» EXERCISE DIRECTIONS: Write out the data below exactly, beginning with the first line and ending once the line that has "either a single" is written.
[AVAILABLE DATA]
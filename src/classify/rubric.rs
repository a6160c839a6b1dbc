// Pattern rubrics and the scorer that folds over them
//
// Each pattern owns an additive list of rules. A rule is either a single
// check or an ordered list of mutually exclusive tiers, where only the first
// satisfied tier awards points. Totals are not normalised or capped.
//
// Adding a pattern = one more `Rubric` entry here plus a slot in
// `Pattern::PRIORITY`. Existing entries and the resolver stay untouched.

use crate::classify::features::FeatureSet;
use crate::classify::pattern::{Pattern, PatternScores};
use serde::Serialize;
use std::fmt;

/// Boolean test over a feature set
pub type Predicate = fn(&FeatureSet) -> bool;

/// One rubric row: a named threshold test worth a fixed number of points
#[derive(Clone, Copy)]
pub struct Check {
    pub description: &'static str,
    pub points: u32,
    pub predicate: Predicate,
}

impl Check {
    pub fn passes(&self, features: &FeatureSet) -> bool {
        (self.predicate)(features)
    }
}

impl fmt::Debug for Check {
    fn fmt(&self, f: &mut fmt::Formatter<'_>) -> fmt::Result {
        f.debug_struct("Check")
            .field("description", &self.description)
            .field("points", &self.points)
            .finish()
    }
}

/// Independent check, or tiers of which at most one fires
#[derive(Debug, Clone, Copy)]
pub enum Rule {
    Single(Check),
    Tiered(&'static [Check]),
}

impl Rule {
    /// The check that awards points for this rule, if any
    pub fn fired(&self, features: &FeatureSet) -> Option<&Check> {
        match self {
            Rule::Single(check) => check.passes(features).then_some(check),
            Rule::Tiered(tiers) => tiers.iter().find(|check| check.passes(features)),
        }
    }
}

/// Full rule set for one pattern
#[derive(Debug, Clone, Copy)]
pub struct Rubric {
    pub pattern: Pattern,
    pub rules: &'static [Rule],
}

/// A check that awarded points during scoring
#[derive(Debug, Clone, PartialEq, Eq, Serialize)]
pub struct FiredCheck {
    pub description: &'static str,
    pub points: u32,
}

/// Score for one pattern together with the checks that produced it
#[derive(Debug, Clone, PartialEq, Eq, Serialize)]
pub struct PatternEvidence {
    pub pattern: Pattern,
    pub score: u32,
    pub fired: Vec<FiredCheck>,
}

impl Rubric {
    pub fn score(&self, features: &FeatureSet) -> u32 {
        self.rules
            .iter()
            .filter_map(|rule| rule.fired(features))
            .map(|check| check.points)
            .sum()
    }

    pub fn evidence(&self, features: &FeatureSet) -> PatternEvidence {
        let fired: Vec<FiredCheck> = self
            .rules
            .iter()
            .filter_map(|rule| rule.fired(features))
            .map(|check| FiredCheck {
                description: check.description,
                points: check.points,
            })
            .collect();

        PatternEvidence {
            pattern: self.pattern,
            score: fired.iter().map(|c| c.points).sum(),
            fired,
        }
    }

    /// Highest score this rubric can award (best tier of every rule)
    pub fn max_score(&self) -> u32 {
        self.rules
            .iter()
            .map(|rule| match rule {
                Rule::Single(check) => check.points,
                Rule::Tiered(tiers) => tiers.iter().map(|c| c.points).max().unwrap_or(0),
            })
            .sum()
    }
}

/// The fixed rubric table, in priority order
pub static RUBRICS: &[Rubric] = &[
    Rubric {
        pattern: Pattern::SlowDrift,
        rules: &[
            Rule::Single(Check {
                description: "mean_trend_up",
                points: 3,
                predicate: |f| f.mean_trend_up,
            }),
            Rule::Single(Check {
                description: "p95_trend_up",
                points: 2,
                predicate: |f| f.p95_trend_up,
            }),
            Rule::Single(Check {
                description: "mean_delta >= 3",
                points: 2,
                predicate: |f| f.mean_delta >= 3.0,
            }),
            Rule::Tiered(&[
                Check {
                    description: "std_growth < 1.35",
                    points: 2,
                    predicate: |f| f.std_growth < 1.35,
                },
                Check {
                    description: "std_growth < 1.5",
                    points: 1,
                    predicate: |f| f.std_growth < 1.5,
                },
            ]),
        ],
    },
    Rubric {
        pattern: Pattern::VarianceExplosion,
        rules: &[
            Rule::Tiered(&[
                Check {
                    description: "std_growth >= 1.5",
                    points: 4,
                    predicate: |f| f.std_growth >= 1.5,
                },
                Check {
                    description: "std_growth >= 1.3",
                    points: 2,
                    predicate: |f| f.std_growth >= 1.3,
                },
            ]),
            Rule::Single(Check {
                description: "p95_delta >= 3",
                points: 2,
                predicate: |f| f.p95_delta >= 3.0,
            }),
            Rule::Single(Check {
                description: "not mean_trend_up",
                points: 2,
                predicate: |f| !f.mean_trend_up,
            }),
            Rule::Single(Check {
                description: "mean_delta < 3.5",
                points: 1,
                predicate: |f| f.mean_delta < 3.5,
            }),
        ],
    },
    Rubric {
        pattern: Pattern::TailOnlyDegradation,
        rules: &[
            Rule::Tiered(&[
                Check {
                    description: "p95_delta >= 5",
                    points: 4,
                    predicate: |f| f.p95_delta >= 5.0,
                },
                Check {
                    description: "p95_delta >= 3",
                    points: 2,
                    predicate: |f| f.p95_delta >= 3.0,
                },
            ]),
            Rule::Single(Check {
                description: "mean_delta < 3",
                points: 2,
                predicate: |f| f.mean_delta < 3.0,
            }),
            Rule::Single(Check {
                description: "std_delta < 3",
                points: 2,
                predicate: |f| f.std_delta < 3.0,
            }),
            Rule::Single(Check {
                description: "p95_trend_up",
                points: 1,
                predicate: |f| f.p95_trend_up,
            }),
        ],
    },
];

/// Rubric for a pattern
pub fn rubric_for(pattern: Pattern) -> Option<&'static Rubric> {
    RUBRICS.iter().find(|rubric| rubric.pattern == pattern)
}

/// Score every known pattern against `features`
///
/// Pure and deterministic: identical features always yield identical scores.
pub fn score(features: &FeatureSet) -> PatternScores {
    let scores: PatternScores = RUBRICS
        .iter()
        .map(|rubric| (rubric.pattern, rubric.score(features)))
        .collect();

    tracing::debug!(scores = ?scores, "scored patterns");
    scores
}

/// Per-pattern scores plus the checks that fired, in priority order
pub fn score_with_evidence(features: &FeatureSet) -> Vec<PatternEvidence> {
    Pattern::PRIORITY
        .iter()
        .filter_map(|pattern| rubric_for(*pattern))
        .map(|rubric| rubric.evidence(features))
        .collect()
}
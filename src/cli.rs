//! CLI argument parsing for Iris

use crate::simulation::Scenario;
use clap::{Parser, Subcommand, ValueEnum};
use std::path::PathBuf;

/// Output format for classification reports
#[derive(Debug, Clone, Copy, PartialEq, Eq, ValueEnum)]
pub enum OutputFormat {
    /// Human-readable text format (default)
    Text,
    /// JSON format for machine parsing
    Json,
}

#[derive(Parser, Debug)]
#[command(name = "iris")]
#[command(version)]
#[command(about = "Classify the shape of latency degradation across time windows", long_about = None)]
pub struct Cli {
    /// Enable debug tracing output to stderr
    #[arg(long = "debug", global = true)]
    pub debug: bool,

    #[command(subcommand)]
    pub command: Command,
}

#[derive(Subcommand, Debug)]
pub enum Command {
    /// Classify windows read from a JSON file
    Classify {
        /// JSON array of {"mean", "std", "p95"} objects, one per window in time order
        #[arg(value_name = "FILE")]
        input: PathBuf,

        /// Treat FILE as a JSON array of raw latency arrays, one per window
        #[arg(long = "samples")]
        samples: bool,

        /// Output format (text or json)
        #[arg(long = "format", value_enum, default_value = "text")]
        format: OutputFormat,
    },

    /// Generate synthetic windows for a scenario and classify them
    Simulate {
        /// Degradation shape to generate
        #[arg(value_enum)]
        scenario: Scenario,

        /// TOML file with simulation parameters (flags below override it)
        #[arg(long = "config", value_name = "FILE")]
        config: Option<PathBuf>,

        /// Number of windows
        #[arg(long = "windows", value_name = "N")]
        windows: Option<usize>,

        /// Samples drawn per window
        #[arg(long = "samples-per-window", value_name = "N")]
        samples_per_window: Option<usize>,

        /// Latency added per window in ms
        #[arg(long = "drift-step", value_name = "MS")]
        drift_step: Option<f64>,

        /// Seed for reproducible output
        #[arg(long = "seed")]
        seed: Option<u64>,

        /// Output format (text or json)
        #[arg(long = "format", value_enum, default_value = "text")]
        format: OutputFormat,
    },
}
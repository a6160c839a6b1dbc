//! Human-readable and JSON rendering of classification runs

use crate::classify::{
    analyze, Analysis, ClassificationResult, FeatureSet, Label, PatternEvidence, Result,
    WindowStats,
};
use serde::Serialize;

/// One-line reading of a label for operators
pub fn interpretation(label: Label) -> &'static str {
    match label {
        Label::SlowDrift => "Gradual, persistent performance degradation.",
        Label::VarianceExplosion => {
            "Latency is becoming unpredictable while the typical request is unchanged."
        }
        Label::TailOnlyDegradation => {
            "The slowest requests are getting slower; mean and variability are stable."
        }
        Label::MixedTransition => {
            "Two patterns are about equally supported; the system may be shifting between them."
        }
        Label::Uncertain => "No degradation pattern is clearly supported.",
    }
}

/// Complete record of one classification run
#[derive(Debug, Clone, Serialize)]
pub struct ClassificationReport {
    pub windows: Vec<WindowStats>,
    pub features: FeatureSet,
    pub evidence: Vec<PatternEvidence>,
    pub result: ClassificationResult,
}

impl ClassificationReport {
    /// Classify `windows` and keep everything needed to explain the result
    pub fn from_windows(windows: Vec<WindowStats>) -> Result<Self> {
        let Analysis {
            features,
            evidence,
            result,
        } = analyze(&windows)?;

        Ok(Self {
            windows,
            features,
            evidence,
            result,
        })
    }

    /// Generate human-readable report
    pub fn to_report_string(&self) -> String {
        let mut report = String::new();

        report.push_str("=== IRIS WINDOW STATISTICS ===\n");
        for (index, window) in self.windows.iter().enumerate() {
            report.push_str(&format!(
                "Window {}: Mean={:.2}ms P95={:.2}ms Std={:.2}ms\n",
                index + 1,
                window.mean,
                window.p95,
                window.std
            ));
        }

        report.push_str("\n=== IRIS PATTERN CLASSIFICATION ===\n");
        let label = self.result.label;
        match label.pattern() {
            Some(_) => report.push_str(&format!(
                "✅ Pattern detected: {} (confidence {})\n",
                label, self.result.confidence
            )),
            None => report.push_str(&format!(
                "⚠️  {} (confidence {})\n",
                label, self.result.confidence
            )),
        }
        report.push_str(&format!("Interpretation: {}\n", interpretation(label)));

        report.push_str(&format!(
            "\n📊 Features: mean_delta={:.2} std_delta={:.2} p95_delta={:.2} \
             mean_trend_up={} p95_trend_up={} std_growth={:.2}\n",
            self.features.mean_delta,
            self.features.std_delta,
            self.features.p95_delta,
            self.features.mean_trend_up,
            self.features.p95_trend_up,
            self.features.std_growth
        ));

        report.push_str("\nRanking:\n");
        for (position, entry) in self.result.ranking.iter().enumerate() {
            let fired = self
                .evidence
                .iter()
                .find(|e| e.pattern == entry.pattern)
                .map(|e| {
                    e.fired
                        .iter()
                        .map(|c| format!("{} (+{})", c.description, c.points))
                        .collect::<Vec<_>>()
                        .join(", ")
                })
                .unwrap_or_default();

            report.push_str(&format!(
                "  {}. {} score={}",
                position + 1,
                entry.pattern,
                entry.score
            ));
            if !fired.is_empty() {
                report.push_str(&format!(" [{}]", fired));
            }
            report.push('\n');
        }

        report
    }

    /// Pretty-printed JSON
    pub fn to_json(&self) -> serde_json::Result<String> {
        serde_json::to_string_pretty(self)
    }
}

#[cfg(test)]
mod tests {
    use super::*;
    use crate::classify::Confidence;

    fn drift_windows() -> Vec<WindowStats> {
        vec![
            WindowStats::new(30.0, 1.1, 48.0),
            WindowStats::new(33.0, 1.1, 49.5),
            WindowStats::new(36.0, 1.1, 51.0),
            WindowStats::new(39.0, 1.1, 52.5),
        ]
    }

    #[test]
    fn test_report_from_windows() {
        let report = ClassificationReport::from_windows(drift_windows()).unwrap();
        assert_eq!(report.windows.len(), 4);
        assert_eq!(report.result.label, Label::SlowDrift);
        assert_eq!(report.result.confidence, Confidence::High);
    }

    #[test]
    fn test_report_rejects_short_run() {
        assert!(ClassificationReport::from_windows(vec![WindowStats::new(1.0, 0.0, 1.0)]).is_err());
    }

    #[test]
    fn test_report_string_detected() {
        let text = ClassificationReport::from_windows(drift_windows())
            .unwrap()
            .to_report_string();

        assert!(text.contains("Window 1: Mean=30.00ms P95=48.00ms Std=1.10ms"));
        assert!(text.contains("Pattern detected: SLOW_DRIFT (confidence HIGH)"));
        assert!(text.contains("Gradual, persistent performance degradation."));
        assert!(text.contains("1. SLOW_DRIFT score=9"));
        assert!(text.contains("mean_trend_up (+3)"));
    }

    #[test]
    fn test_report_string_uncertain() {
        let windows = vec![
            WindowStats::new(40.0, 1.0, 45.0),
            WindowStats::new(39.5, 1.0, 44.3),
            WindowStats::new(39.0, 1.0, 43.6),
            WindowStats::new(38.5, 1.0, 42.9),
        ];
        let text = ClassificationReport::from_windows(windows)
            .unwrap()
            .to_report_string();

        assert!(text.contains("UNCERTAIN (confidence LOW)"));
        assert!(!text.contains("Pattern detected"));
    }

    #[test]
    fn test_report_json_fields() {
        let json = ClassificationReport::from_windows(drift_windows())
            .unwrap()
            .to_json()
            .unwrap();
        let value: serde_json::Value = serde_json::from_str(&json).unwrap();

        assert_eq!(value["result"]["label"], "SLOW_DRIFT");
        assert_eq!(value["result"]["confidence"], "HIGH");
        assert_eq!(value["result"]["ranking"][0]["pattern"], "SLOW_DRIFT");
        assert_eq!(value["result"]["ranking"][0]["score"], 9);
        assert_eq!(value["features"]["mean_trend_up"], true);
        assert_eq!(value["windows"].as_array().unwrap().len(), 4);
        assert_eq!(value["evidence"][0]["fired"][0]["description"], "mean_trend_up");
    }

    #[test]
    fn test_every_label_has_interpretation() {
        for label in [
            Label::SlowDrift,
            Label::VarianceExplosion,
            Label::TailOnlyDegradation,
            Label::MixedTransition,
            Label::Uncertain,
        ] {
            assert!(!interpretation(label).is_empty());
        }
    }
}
[/AVAILABLE DATA]
» EXERCISE OUTPUT:
filename src/classify/rubric.rs
repository a6160c839a6b1dbc
// Pattern rubrics and the scorer that folds over them
//
// Each pattern owns an additive list of rules. A rule is either a single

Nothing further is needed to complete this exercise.